Osaka, Japan - Homologous recombination is an essential process of DNA repair to maintain genomic integrity of the organism. Now, researchers from Japan have identified mechanisms that choose between alternate pathways of DNA repair to limit anomalous and deleterious chromosomal combinations that may be predisposed to cancer and genetic diseases.
In a recent study, researchers from Osaka University show that Rad52-dependent single-strand annealing (SSA) is the mechanism of homologous pairing that leads to gross chromosomal rearrangements (GCRs) at the centromere. They also identify mutations that allow this pathway to predominate in preference to the error-free Rad51 pathway.
Cells are under constant genotoxic pressure from exogenous and endogenous factors. Genome instability underlies several diseases including cancer. Consequently, DNA repair necessarily occurs thousands of times per day in each human cell to correct detrimental mutations, blockage of replication and transcription, and chromosomal breakage. Paradoxically, this recombination may occasionally cause dysfunctional GCRs.
The centromere of a chromosome is the specialized DNA sequence that links a pair of sister chromatids. Many organisms, including humans and fission yeast (Schizosaccharomyces pombe), have repetitive sequences at centromeres. This renders them vulnerable to isochromosome formation —dysfunctional mirror-images—due to a specific type of recombination between inverted repeats. In experiments conducted on fission yeast, the researchers demonstrated that DNA replication mechanisms reduce the occurrence of GCRs by inhibiting SSA activity at centromeres.

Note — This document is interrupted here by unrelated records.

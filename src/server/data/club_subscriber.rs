//! Club subscription data repository.
//!
//! Subscription records are pure relation rows keyed by `(user, club)`. They never
//! change the club's subscriber counter on their own; `ClubService` pairs each insert
//! or delete here with `ClubRepository::adjust_subscribers` in one transaction.

use sea_orm::{
    ActiveValue, ColumnTrait, ConnectionTrait, DbErr, EntityTrait, QueryFilter, QueryOrder,
};

use crate::server::model::club::ClubSubscription;

/// Repository providing database operations for club subscriptions.
pub struct ClubSubscriberRepository<'a, C: ConnectionTrait> {
    db: &'a C,
}

impl<'a, C: ConnectionTrait> ClubSubscriberRepository<'a, C> {
    pub fn new(db: &'a C) -> Self {
        Self { db }
    }

    pub async fn find(
        &self,
        user_id: i64,
        club_id: i32,
    ) -> Result<Option<ClubSubscription>, DbErr> {
        let entity = entity::prelude::ClubSubscriber::find_by_id((user_id, club_id))
            .one(self.db)
            .await?;

        Ok(entity.map(ClubSubscription::from_entity))
    }

    pub async fn create(&self, user_id: i64, club_id: i32) -> Result<ClubSubscription, DbErr> {
        let entity =
            entity::prelude::ClubSubscriber::insert(entity::club_subscriber::ActiveModel {
                user_id: ActiveValue::Set(user_id),
                club_id: ActiveValue::Set(club_id),
            })
            .exec_with_returning(self.db)
            .await?;

        Ok(ClubSubscription::from_entity(entity))
    }

    /// Deletes a subscription, returning whether one existed.
    pub async fn delete(&self, user_id: i64, club_id: i32) -> Result<bool, DbErr> {
        let result = entity::prelude::ClubSubscriber::delete_by_id((user_id, club_id))
            .exec(self.db)
            .await?;

        Ok(result.rows_affected > 0)
    }

    /// Gets every subscription of a user ordered by club.
    pub async fn find_by_user_id(&self, user_id: i64) -> Result<Vec<ClubSubscription>, DbErr> {
        let entities = entity::prelude::ClubSubscriber::find()
            .filter(entity::club_subscriber::Column::UserId.eq(user_id))
            .order_by_asc(entity::club_subscriber::Column::ClubId)
            .all(self.db)
            .await?;

        Ok(entities
            .into_iter()
            .map(ClubSubscription::from_entity)
            .collect())
    }

    /// Counts the subscription records of a club.
    #[cfg(test)]
    pub async fn count_by_club_id(&self, club_id: i32) -> Result<u64, DbErr> {
        use sea_orm::PaginatorTrait;

        entity::prelude::ClubSubscriber::find()
            .filter(entity::club_subscriber::Column::ClubId.eq(club_id))
            .count(self.db)
            .await
    }

    /// Deletes every subscription of a club.
    pub async fn delete_by_club_id(&self, club_id: i32) -> Result<u64, DbErr> {
        let result = entity::prelude::ClubSubscriber::delete_many()
            .filter(entity::club_subscriber::Column::ClubId.eq(club_id))
            .exec(self.db)
            .await?;

        Ok(result.rows_affected)
    }
}
use super::*;

/// Tests that a numeric token resolves a list owned by someone else.
///
/// Expected: Ok with the other user's list
#[tokio::test]
async fn numeric_token_ignores_owner() -> Result<(), AppError> {
    let test = TestBuilder::new().with_list_tables().build().await.unwrap();
    let db = test.db.as_ref().unwrap();

    let theirs = factory::create_user_list_named(db, 2, "Theirs").await?;

    let list = ListService::new(db)
        .resolve_list(1, &theirs.id.to_string())
        .await?;

    assert_eq!(list.id, theirs.id);
    assert_eq!(list.user_id, 2);
    Ok(())
}

/// Tests resolving by name within the requesting user's lists.
///
/// Expected: Ok for the owner, NotFound(ListByName) for another user
#[tokio::test]
async fn name_token_is_scoped_to_user() -> Result<(), AppError> {
    let test = TestBuilder::new().with_list_tables().build().await.unwrap();
    let db = test.db.as_ref().unwrap();

    let anime = factory::create_user_list_named(db, 32, "Anime").await?;
    let service = ListService::new(db);

    assert_eq!(service.resolve_list(32, "Anime").await?.id, anime.id);
    assert!(matches!(
        service.resolve_list(33, "Anime").await,
        Err(AppError::NotFound(NotFoundError::ListByName { .. }))
    ));
    Ok(())
}

/// Tests that a list with an empty name cannot be resolved by name.
///
/// Expected: Err(NotFound)
#[tokio::test]
async fn empty_name_is_not_found() -> Result<(), AppError> {
    let test = TestBuilder::new().with_list_tables().build().await.unwrap();
    let db = test.db.as_ref().unwrap();

    factory::create_user_list_named(db, 1, "").await?;

    let result = ListService::new(db).resolve_list(1, "").await;

    assert!(matches!(result, Err(AppError::NotFound(_))));
    Ok(())
}

/// Tests loading the books of a list.
///
/// Expected: books in entry storage order; empty for a list without entries
#[tokio::test]
async fn lists_books_in_entry_order() -> Result<(), AppError> {
    let test = TestBuilder::new().with_list_tables().build().await.unwrap();
    let db = test.db.as_ref().unwrap();

    let first = factory::create_book(db).await?;
    let second = factory::create_book(db).await?;
    let list = factory::create_user_list_named(db, 1, "Reading").await?;
    let empty = factory::create_user_list_named(db, 1, "Empty").await?;
    factory::create_book_list(db, list.id, second.id, 0).await?;
    factory::create_book_list(db, list.id, first.id, 0).await?;

    let service = ListService::new(db);

    let with_books = service.get_list_with_books(1, "Reading").await?;
    let ids: Vec<i32> = with_books.books.iter().map(|b| b.id).collect();
    assert_eq!(with_books.list.id, list.id);
    assert_eq!(ids, vec![first.id, second.id]);

    let without_books = service.get_list_with_books(1, "Empty").await?;
    assert_eq!(without_books.list.id, empty.id);
    assert!(without_books.books.is_empty());
    Ok(())
}

/// Tests creating lists with the same name and listing them.
///
/// Expected: both created, returned in creation order
#[tokio::test]
async fn creates_and_lists_lists() -> Result<(), AppError> {
    let test = TestBuilder::new().with_list_tables().build().await.unwrap();
    let db = test.db.as_ref().unwrap();

    let service = ListService::new(db);
    let params = CreateUserListParams {
        user_id: 9,
        name: "Reading".to_string(),
        description: "Now".to_string(),
    };

    let first = service.create_list(params.clone()).await?;
    let second = service.create_list(params).await?;

    let ids: Vec<i32> = service.get_lists(9).await?.iter().map(|l| l.id).collect();
    assert_eq!(ids, vec![first.id, second.id]);
    assert!(service.get_lists(10).await?.is_empty());
    Ok(())
}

"At centromeres, Rad51-dependent recombination predominates and other recombination pathways appear to be inhibited," explains Atsushi T. Onaka, lead author. "As Rad51 promotes conservative non-crossover recombination, the choice of recombination pathways is important for suppressing GCRs. This recombination predominantly occurs between inverted repeats, thereby suppressing formation of isochromosomes. However, how Rad51-dependent recombination predominates at centromeres is unknown."
Jie Su, co-lead author, explains further. "We showed that Rad52-dependent SSA is the mechanism of homologous pairing that leads to centromeric GCRs. The rad52-R45K mutation impairs SSA activity of the Rad52 protein and reduces isochromosome formation in rad51 mutant cells. To better understand how Rad52-dependent SSA is suppressed at centromeres, we performed a genetic screen and found that specific mutations in replication fork proteins and a fork protection complex increase Rad52-dependent SSA at centromeres and isochromosome formation."
"Our research implicates DNA replication machinery in the recombination pathway choice at centromeres, preventing Rad52-dependent SSA that results in GCRs," explains senior author Takuro Nakagawa. "This knowledge identifies Rad52 as a promising target in treating cancer."